Contrast that with the rich man. His identity is clear, he is “the rich man,” dressed in purple and fine linen who lived in luxury every day. His fundamental state of being, his understanding of who he was was bound up in his wealth, his power, his luxury. God was not at the root of the rich man’s identity, rather, his riches were. This explains why the rich man ended up in Hell and Lazarus in Heaven. Lazarus worshiped God, the rich man worshiped his money.
To worship someone or something means to find your identity in that person or thing. You look to it for comfort, you look to it for stress relief, you look to it for rejoicing, you look to it for security, you look to it for all the things that only God can provide. It becomes your god, and your identity is bound up in it. In the introduction to this parable, Jesus very simply shows us by how He identifies the characters who their hearts worshiped. Lazarus, the “one whom God helps,” looked to God for identity. The rich man did not. Lazarus’ God was God. The rich man’s god was his money.
Now apply that to your life. For some, maybe the idol is money. For others it could be work, family, social status, acceptance, religion. Ask yourself this question: what is the one thing that you cannot live without? What is the one thing, that if you lost it, you would lose your sense of self, your identity? If that one thing is anything other than Jesus, it’s an idol.
We tend to think of idols as bad things, addictions like alcohol, drugs, pornography. Certainly, those are idols and those are bad things. But in evangelical circles, our idols are often far more subtle. Our idols are often good things that we make into ultimate things. Maybe it’s our kids. Perhaps it’s our work. It could be our spouse.
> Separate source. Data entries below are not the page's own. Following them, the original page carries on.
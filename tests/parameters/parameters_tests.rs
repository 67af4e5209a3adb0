//! Integration tests for the Parameters collection

use voigt_rs::parameters::{Parameter, Parameters};

#[test]
fn test_collection_keeps_declaration_order() {
    let mut params = Parameters::new();
    params.add_param("area", 1.0).unwrap();
    params.add_param("centre", 0.0).unwrap();
    params.add(Parameter::non_negative("FWHM", 1.0)).unwrap();
    params.add(Parameter::non_negative("gamma", 0.0)).unwrap();
    params.add(Parameter::fixed("resolution", 0.0)).unwrap();

    assert_eq!(params.names(), vec!["area", "centre", "FWHM", "gamma", "resolution"]);
    assert_eq!(params.varying().len(), 4);
    assert!(params.add_param("area", 2.0).is_err());
}

#[test]
fn test_maps_must_agree() {
    let mut params: Parameters = vec![Parameter::new("area", 1.0), Parameter::new("centre", 0.0)]
        .into_iter()
        .collect();

    params.get_mut("area").unwrap().set_map(vec![1.0, 2.0]).unwrap();
    assert_eq!(params.map_len().unwrap(), Some(2));

    params.get_mut("centre").unwrap().set_map(vec![0.0]).unwrap();
    assert!(params.map_len().is_err());
}

#[test]
fn test_json_file_round_trip() {
    let mut params = Parameters::new();
    params.add_param("area", 5.0).unwrap();
    params
        .add_param_with_bounds("gwidth", 0.5, 0.0, f64::INFINITY)
        .unwrap();
    params.get_mut("area").unwrap().set_map(vec![4.5, 5.5]).unwrap();

    let path = std::env::temp_dir().join(format!("voigt_rs_params_{}.json", std::process::id()));
    params.save_json(&path).unwrap();
    let loaded = Parameters::load_json(&path).unwrap();
    std::fs::remove_file(&path).ok();

    assert_eq!(loaded.names(), params.names());
    assert_eq!(loaded.get("gwidth").unwrap().min(), 0.0);
    assert_eq!(loaded.get("area").unwrap().map(), Some(&[4.5, 5.5][..]));

    assert!(Parameters::load_json("/nonexistent/voigt_rs/params.json").is_err());
}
Maybe it’s our style of worship or our way of doing church. Maybe it’s our ministry.
I’ll be honest, one of my biggest idols that I struggle against and constantly fall on the grace of Christ to overcome is my work. As a pastor, I tend to often confuse my work with the One for whom my work exists. At times I will even neglect my relationship with Jesus because I’m too busy planning worship services, meeting with people, writing music, and yes – blogging! In these times, I find myself thinking of myself as a pastor. My identity comes from my work, my ministry.
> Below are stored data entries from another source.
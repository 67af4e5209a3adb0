//! Parameter bounds implementation
//!
//! Bounds restrict the values a parameter may take. Width parameters of the
//! peak components are bounded from below by zero; everything else is
//! unbounded unless the user says otherwise.

use serde::{Deserialize, Serialize};
use std::f64::{INFINITY, NEG_INFINITY};
use thiserror::Error;

/// Errors that can occur when working with parameter bounds
#[derive(Error, Debug, Clone, PartialEq)]
pub enum BoundsError {
    #[error("Invalid bounds: min ({min}) must not exceed max ({max})")]
    InvalidBounds { min: f64, max: f64 },

    #[error("Parameter value {value} is outside bounds: [{min}, {max}]")]
    ValueOutsideBounds { value: f64, min: f64, max: f64 },
}

/// Closed interval `[min, max]` a parameter must stay in
///
/// Either side may be infinite. Saved models write an infinite side as `null`.
#[derive(Debug, Clone, Copy, PartialEq)]
pub struct Bounds {
    pub min: f64,
    pub max: f64,
}

// Infinite limits are written as `null` so that saved models stay valid JSON.
impl Serialize for Bounds {
    fn serialize<S>(&self, serializer: S) -> Result<S::Ok, S::Error>
    where
        S: serde::Serializer,
    {
        use serde::ser::SerializeStruct;

        let mut state = serializer.serialize_struct("Bounds", 2)?;
        state.serialize_field("min", &self.min_option())?;
        state.serialize_field("max", &self.max_option())?;
        state.end()
    }
}

impl<'de> Deserialize<'de> for Bounds {
    fn deserialize<D>(deserializer: D) -> Result<Self, D::Error>
    where
        D: serde::Deserializer<'de>,
    {
        #[derive(Deserialize)]
        struct Limits {
            #[serde(default)]
            min: Option<f64>,

            #[serde(default)]
            max: Option<f64>,
        }

        let limits = Limits::deserialize(deserializer)?;
        Bounds::from_options(limits.min, limits.max).map_err(serde::de::Error::custom)
    }
}

impl Default for Bounds {
    fn default() -> Self {
        Self {
            min: NEG_INFINITY,
            max: INFINITY,
        }
    }
}

impl Bounds {
    /// Bounds from both limits
    ///
    /// Fails when either limit is NaN or `min > max`.
    ///
    /// # Examples
    ///
    /// ```
    /// use voigt_rs::parameters::bounds::Bounds;
    ///
    /// let bounds = Bounds::new(0.0, 10.0).unwrap();
    /// assert!(bounds.is_within_bounds(10.0));
    /// assert!(Bounds::new(f64::NAN, 1.0).is_err());
    /// ```
    pub fn new(min: f64, max: f64) -> Result<Self, BoundsError> {
        if min.is_nan() || max.is_nan() || min > max {
            return Err(BoundsError::InvalidBounds { min, max });
        }

        Ok(Self { min, max })
    }

    /// Build bounds from optional limits, where `None` means unbounded on that side.
    ///
    /// This is the representation used by saved models (`bmin`/`bmax`).
    pub fn from_options(min: Option<f64>, max: Option<f64>) -> Result<Self, BoundsError> {
        Self::new(min.unwrap_or(NEG_INFINITY), max.unwrap_or(INFINITY))
    }

    /// `[min, inf)`, as used for widths
    pub fn min_only(min: f64) -> Self {
        Self { min, max: INFINITY }
    }

    /// Whether `value` lies in `[min, max]`; NaN never does
    pub fn is_within_bounds(&self, value: f64) -> bool {
        value >= self.min && value <= self.max
    }

    pub fn has_lower_bound(&self) -> bool {
        self.min.is_finite()
    }

    pub fn has_upper_bound(&self) -> bool {
        self.max.is_finite()
    }

    /// Lower limit as an option, `None` when unbounded below.
    pub fn min_option(&self) -> Option<f64> {
        self.has_lower_bound().then_some(self.min)
    }

    /// Upper limit as an option, `None` when unbounded above.
    pub fn max_option(&self) -> Option<f64> {
        self.has_upper_bound().then_some(self.max)
    }

    /// Nearest value inside the bounds
    pub fn clamp(&self, value: f64) -> f64 {
        value.clamp(self.min, self.max)
    }
}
I need to think of myself first and foremost as a Christian, a child of God, Jesus’ little brother, a sinner saved by grace through faith and not of any of my own works. I am not a pastor or a musician. I am a Christian who God has called into pastoral ministry. I am a Christian who God has called into music ministry. Only after I find my identity in Christ can I then put everything else in its proper place. I am a Christian, then a husband, then a father, and finally a pastor.
Who are you?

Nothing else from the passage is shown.